Antes do evento, conversei com minha colega de trabalho, Professora Alzira — uma portuguesa, com certeza — que me fez lembrar um amigo inesquecível, funcionário do Colégio, o João, esposo dela, que, com certeza, nos ouvia de outra dimensão, ao lado do meu filho Rodrigo, nosso Rod.
Rod era a personificação da felicidade, enquanto cobria Cantatas com sua inseparável Nikon D70
Então não pude deixar de me lembrar de um famoso Rei português, Dom Sebastião, que também era uma “presença ausente”, especialmente forte durante momentos de crise em Portugal, como na União Ibérica, quando o país estava sob domínio espanhol.
A relação entre Dom Sebastião e meu filho era profundamente simbólica e emocional naquela noite.
Assim como Dom Sebastião, que apesar de não estar fisicamente presente inspirava esperança e força para aqueles que acreditavam no seu retorno, o meu filho permanece vivo em minha memória, ações e sentimentos. Ele é uma presença constante, um farol invisível que ilumina alguns dos meus momentos importantes, como a Cantata de Natal, que tanto significava para ele.
Essa ideia de “presença ausente” pode ser vista como um elo espiritual indestrutível.
Na Cantata, enquanto os alunos cantavam, as luzes brilhavam, e os sorrisos se espalhavam pelo ambiente, era como se o espírito dele se manifestasse, ecoando em cada melodia: Rod vive na tradição que compartilhou, nas memórias que deixou, e na energia que ainda parece preencher espaços nesses momentos tão significativos.

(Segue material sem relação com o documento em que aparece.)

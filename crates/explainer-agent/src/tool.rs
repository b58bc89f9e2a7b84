//! The code-explain tool.
//!
//! Turns an error message into an [`Explanation`]: a short summary and a list
//! of things to try. Well-known JavaScript mistakes are answered from a
//! built-in heuristic; everything else goes to the configured
//! [`TextCompletion`] backend.

use serde::{Deserialize, Serialize};
use serde_json::{Value, json};
use std::sync::Arc;
use tracing::{debug, info, warn};

use crate::completion::TextCompletion;
use crate::text::{DEFAULT_CHUNK_LEN, chunk_text, clean_text, safe_parse_json};

/// Tool name reported in tool result records
pub const TOOL_NAME: &str = "codeExplainTool";

/// Tool description
pub const TOOL_DESCRIPTION: &str = "Explain programming errors and provide suggestions.";

/// Summary returned when the model cannot be reached or is not configured
pub const FALLBACK_SUMMARY: &str = "AI model could not process your error message.";

/// Suggestions returned alongside [`FALLBACK_SUMMARY`]
pub const FALLBACK_SUGGESTIONS: [&str; 2] = ["Check your Gemini API key.", "Retry the request."];

const UNDEFINED_SUMMARY: &str =
    "You accessed a property or called `.map()` on something undefined.";

const UNDEFINED_SUGGESTIONS: [&str; 3] = [
    "Make sure the variable is initialized.",
    "Add optional chaining: value?.map(...).",
    "Verify the data finished loading before mapping.",
];

/// Explanation of an error message
#[derive(Debug, Clone, PartialEq, Eq, Serialize, Deserialize)]
pub struct Explanation {
    /// Probable root cause
    pub summary: String,
    /// Fixes to try, most likely first
    #[serde(default)]
    pub suggestion: Vec<String>,
}

impl Explanation {
    /// Create an explanation
    pub fn new<S: Into<String>>(
        summary: impl Into<String>,
        suggestions: impl IntoIterator<Item = S>,
    ) -> Self {
        Self {
            summary: summary.into(),
            suggestion: suggestions.into_iter().map(Into::into).collect(),
        }
    }

    /// The explanation used when the model is unavailable
    pub fn fallback() -> Self {
        Self::new(FALLBACK_SUMMARY, FALLBACK_SUGGESTIONS)
    }
}

/// Explains programming errors
#[derive(Clone, Default)]
pub struct CodeExplainTool {
    completion: Option<Arc<dyn TextCompletion>>,
}

impl CodeExplainTool {
    /// A tool that only knows the built-in heuristics
    pub fn new() -> Self {
        Self::default()
    }

    /// A tool that falls back to `completion` for unknown errors
    pub fn with_completion(completion: Arc<dyn TextCompletion>) -> Self {
        Self {
            completion: Some(completion),
        }
    }

    /// Whether a completion backend is configured
    pub fn has_completion(&self) -> bool {
        self.completion.is_some()
    }

    /// Tool name
    pub fn name(&self) -> &str {
        TOOL_NAME
    }

    /// Tool description
    pub fn description(&self) -> &str {
        TOOL_DESCRIPTION
    }

    /// JSON Schema of the tool input
    pub fn input_schema(&self) -> Value {
        json!({
            "type": "object",
            "properties": {
                "errorMessage": { "type": "string" }
            },
            "required": ["errorMessage"]
        })
    }

    /// Explain `error_message`. Never fails.
    pub async fn explain(&self, error_message: &str) -> Explanation {
        info!(tool = TOOL_NAME, message_len = error_message.len(), "Explaining error");

        if let Some(explanation) = heuristic(error_message) {
            debug!(tool = TOOL_NAME, "Answered from heuristic");
            return explanation;
        }

        let Some(completion) = &self.completion else {
            warn!(tool = TOOL_NAME, "No completion backend configured");
            return Explanation::fallback();
        };

        match completion.complete(&build_prompt(error_message)).await {
            Ok(reply) => interpret_reply(&reply),
            Err(e) => {
                warn!(
                    tool = TOOL_NAME,
                    error = %e,
                    code = e.error_code(),
                    retryable = e.is_retryable(),
                    "Completion failed"
                );
                Explanation::fallback()
            }
        }
    }
}

impl std::fmt::Debug for CodeExplainTool {
    fn fmt(&self, f: &mut std::fmt::Formatter<'_>) -> std::fmt::Result {
        f.debug_struct("CodeExplainTool")
            .field("has_completion", &self.has_completion())
            .finish()
    }
}

/// Built-in answers for errors that need no model
pub fn heuristic(error_message: &str) -> Option<Explanation> {
    if error_message.contains("undefined") || error_message.contains("Cannot read property") {
        return Some(Explanation::new(UNDEFINED_SUMMARY, UNDEFINED_SUGGESTIONS));
    }
    None
}

/// Prompt asking the model for a JSON explanation
pub fn build_prompt(error_message: &str) -> String {
    format!(
        "Explain this programming error clearly.\n\n\
         Error:\n{error_message}\n\n\
         Return ONLY JSON in this format:\n\
         {{\n  \"summary\": \"...\",\n  \"suggestion\": [\"...\", \"...\"]\n}}\n"
    )
}

/// Read a model reply as an explanation.
///
/// A JSON object with a non-empty `summary` is taken as is. Otherwise the
/// cleaned reply is chunked: the first chunk is the summary and the rest are
/// suggestions. A blank reply yields the fallback explanation.
pub fn interpret_reply(reply: &str) -> Explanation {
    let cleaned = clean_text(reply);

    if let Some(explanation) = safe_parse_json(&cleaned).and_then(explanation_from_json) {
        return explanation;
    }

    let mut chunks = chunk_text(&cleaned, DEFAULT_CHUNK_LEN).into_iter();
    let Some(summary) = chunks.next() else {
        return Explanation::fallback();
    };

    Explanation {
        summary,
        suggestion: chunks
            .map(|chunk| chunk.trim().to_string())
            .filter(|chunk| !chunk.is_empty())
            .collect(),
    }
}

fn explanation_from_json(value: Value) -> Option<Explanation> {
    let summary = value
        .get("summary")
        .and_then(Value::as_str)
        .filter(|summary| !summary.is_empty())?;

    let suggestion = match value.get("suggestion") {
        Some(Value::Array(items)) => items
            .iter()
            .filter_map(|item| match item {
                Value::String(s) => Some(s.clone()),
                Value::Null => None,
                other => Some(other.to_string()),
            })
            .collect(),
        Some(Value::String(single)) if !single.is_empty() => vec![single.clone()],
        _ => Vec::new(),
    };

    Some(Explanation {
        summary: summary.to_string(),
        suggestion,
    })
}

Talvez a Cantata seja mais do que apenas um evento; seja uma espécie de portal por meio do qual sinto que as barreiras entre o presente e o passado se dissolvem por um instante. Ali, meu Dom Sebastião – meu filho – não estava perdido no tempo pela ausência: ele estava presente na minha emoção, no brilho dos olhos das crianças que ele sempre amou, e no significado profundo que o momento carregava.
Assim como os portugueses viam em Dom Sebastião uma promessa de redenção e continuidade, eu encontro no amor pelo meu filho a força para seguir em frente, mesmo na dor da ausência. Rod não morreu no que representará para sempre: o amor, a saudade, e as marcas deixadas no meu coração de pai, e no ambiente onde trabalhamos juntos.
Se a Cantata é o palco, ele é a alma que continua dando vida a essa celebração. É como se, mesmo invisível, ele estivesse ali, cantando junto comigo e os outros, mantendo viva a conexão entre nós.